▶ [Stored data entries]:

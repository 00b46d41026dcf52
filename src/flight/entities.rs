use bevy::prelude::*;

/// Rendered orientation state of one drone, mutated once per fixed tick.
///
/// `yaw` is the accumulated heading target; `current_*` are the smoothed
/// angles actually composed into the transform. Angles are in degrees, in
/// the command-aligned convention: positive pitch = nose-down forward tilt,
/// positive yaw = clockwise heading seen from above.
#[derive(Component, Clone, Copy, Debug, Default, Reflect)]
pub struct FlightState {
    /// Smoothed, clamped pitch tilt.
    pub current_pitch: f32,
    /// Smoothed, clamped roll tilt (negative when banking right).
    pub current_roll: f32,
    /// Smoothed heading.
    pub current_yaw: f32,
    /// Unsmoothed heading accumulator fed by the yaw command.
    pub yaw: f32,
    /// True while the ground probe reports contact.
    pub grounded: bool,
}

/// Custom rigidbody stand-in: velocity integrated by the flight systems and
/// applied directly to the transform.
#[derive(Component, Clone, Copy, Debug, Reflect)]
pub struct Velocity {
    /// Linear velocity in world space.
    pub linear: Vec3,
    /// Mass used for the gravity-compensation term.
    pub mass: f32,
}

impl Default for Velocity {
    fn default() -> Self {
        Self {
            linear: Vec3::ZERO,
            mass: 1.0,
        }
    }
}

/// Spinning propeller visual attached to a drone.
///
/// Links to its drone by entity id rather than hierarchy lookup; the spin
/// system reads that drone's velocity and ground state.
#[derive(Component, Clone, Copy, Debug, Reflect)]
pub struct Rotor {
    /// The drone whose motion drives this rotor.
    pub drone: Entity,
    /// Counter-rotating rotors spin the other way.
    pub inverse: bool,
    /// Current spin rate in degrees per second (retained for wind-down).
    pub speed: f32,
}

impl Rotor {
    /// A rotor driven by `drone`.
    pub fn new(drone: Entity, inverse: bool) -> Self {
        Self {
            drone,
            inverse,
            speed: 0.0,
        }
    }
}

▶ [Assigned task]: Taking the entries above, write out exactly the lines starting with the line containing "in world space." and going on through the line containing "and ground state.", both included, and nothing else.

▶ [Problem solution]:
    /// Linear velocity in world space.
    pub linear: Vec3,
    /// Mass used for the gravity-compensation term.
    pub mass: f32,
}

impl Default for Velocity {
    fn default() -> Self {
        Self {
            linear: Vec3::ZERO,
            mass: 1.0,
        }
    }
}

/// Spinning propeller visual attached to a drone.
///
/// Links to its drone by entity id rather than hierarchy lookup; the spin
/// system reads that drone's velocity and ground state.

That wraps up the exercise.